Après chaque hommage, le vieil homme prononçait un bref commentaire, souvent quelques mots seulement. Malgré cela, au bout de près d'une demi-heure, il était déjà essoufflé et toussait, alors qu'il restait encore plus de la moitié des hommages à rendre.

En réalité, si la santé du vieil homme se détériore davantage, ces hommages pourraient être examinés et approuvés par son oncle, le prince héritier. Mais ceux qui siègent sur le trône du dragon ne renonceront pas au pouvoir avant le tout dernier moment. À moins que la situation actuelle ne soit, en réalité, quelque peu étrange.

« Grand-père, et si on faisait une pause ? » ai-je suggéré timidement.

« Très bien. » Il accepta sans hésiter. « Ma fille, raconte ton histoire à Longyao à ton grand-père. »
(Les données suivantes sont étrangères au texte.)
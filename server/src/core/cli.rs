use clap::{Parser, Subcommand};

use std::path::PathBuf;

use super::constants::{
    ENV_CONFIG, ENV_DB_MAX_CONNECTIONS, ENV_DEBUG, ENV_HOST, ENV_JWT_SECRET, ENV_PORT,
    ENV_REQUIRE_GRANT_FOR_PUBLISHED, ENV_UPLOADS_DIR,
};

#[derive(Parser)]
#[command(name = "edushare")]
#[command(version, about = "EduShare resource portal server", long_about = None)]
pub struct Cli {
    #[command(subcommand)]
    pub command: Option<Commands>,

    /// Server host address
    #[arg(long, short = 'H', global = true, env = ENV_HOST)]
    pub host: Option<String>,

    /// Server port
    #[arg(long, short = 'p', global = true, env = ENV_PORT)]
    pub port: Option<u16>,

    /// Enable debug mode
    #[arg(long, global = true, env = ENV_DEBUG)]
    pub debug: bool,

    /// Path to config file
    #[arg(long, short = 'c', global = true, env = ENV_CONFIG)]
    pub config: Option<PathBuf>,

    /// Maximum SQLite pool connections
    #[arg(long, global = true, env = ENV_DB_MAX_CONNECTIONS)]
    pub db_max_connections: Option<u32>,

    /// Directory resource files are stored under
    #[arg(long, global = true, env = ENV_UPLOADS_DIR)]
    pub uploads_dir: Option<String>,

    /// HS256 secret used to verify bearer tokens
    #[arg(long, global = true, env = ENV_JWT_SECRET, hide_env_values = true)]
    pub jwt_secret: Option<String>,

    /// Require a subject/grade grant before schools can open published resources
    #[arg(long, global = true, env = ENV_REQUIRE_GRANT_FOR_PUBLISHED)]
    pub require_grant_for_published: Option<bool>,
}

#[derive(Subcommand, Clone, Debug)]
pub enum Commands {
    /// Start the server (default command)
    Start,
}

/// Configuration derived from CLI arguments
#[derive(Debug, Clone, Default)]
pub struct CliConfig {
    pub host: Option<String>,
    pub port: Option<u16>,
    pub debug: bool,
    pub config: Option<PathBuf>,
    pub db_max_connections: Option<u32>,
    pub uploads_dir: Option<String>,
    pub jwt_secret: Option<String>,
    pub require_grant_for_published: Option<bool>,
}

/// Parse CLI arguments and return config with command
pub fn parse() -> (CliConfig, Option<Commands>) {
    let cli = Cli::parse();
    let config = CliConfig {
        host: cli.host,
        port: cli.port,
        debug: cli.debug,
        config: cli.config,
        db_max_connections: cli.db_max_connections,
        uploads_dir: cli.uploads_dir,
        jwt_secret: cli.jwt_secret,
        require_grant_for_published: cli.require_grant_for_published,
    };
    (config, cli.command)
}
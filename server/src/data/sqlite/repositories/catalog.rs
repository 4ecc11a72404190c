//! Subject and grade catalog lookups

use sqlx::SqliteConnection;

use crate::data::sqlite::SqliteError;

/// Check that a subject exists
pub async fn subject_exists(conn: &mut SqliteConnection, id: i64) -> Result<bool, SqliteError> {
    let exists: bool = sqlx::query_scalar("SELECT EXISTS(SELECT 1 FROM subjects WHERE id = ?)")
        .bind(id)
        .fetch_one(conn)
        .await?;
    Ok(exists)
}

/// Check that a grade exists
pub async fn grade_exists(conn: &mut SqliteConnection, id: i64) -> Result<bool, SqliteError> {
    let exists: bool = sqlx::query_scalar("SELECT EXISTS(SELECT 1 FROM grades WHERE id = ?)")
        .bind(id)
        .fetch_one(conn)
        .await?;
    Ok(exists)
}
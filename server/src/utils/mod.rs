//! Utility functions for the application

pub mod crypto;
pub mod file;
pub mod retry;
pub mod time;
« Euh… » ai-je lâché instinctivement. Mon histoire à Longyao ? Est-ce l’histoire de Yunyue, de son enfance à l’âge adulte, ou celle de la remise de la lettre d’alliance à Longyao cette fois-ci ? Peu importe, qu’y a-t-il à dire ? Le plus passionnant, c’est mon expérience de transmigration, c’est de notoriété publique, non ? Quant à la partie moins palpitante, ce qui s’est passé avant ma transmigration, désolée, je n’en sais rien non plus.

« Alors dites-moi pourquoi la jeune fille apprécie tant Long Yao, et parlez-moi du roi Long Yao. » Bien qu'il eût l'air hagard, qu'il parlât lentement, la voix légèrement rauque, sa profondeur le faisait paraître encore plus vieux. Mais à cet instant, son regard habituellement souriant était perçant et intense.

« J’aime Longyao parce que c’est là où je suis née et où j’ai grandi. Depuis dix-neuf ans, Yue’er se considère comme une habitante de Longyao, une vraie Longyaonaise. Même si elle connaît désormais son identité, on reste toujours nostalgique et attaché à sa ville natale. C’est un instinct indomptable. Si quelqu’un parvient à contrôler ces sentiments, c’est qu’il s’est trop éloigné de sa véritable nature. »

J'ai expliqué en détail, en faisant preuve de bon sens et en donnant une réponse très classique. Il a écouté en silence, sans dire un mot. J'ai souri et j'ai poursuivi

: «

Quant au roi Longyao, à cette époque, il était le souverain et moi le sujet. Du point de vue d'un sujet, c'était un souverain sage.

»

« Et si nous ne l’envisagions pas du point de vue d’un sujet ? »

« Hein ? » Que voulez-vous dire par ne pas considérer les choses du point de vue d'un sujet ? J'ai levé les yeux vers le vieil homme, mais je n'ai pas pu lire son expression, alors je n'ai pu que demander maladroitement : « Le document d'alliance envoyé précédemment disait-il quelque chose ? »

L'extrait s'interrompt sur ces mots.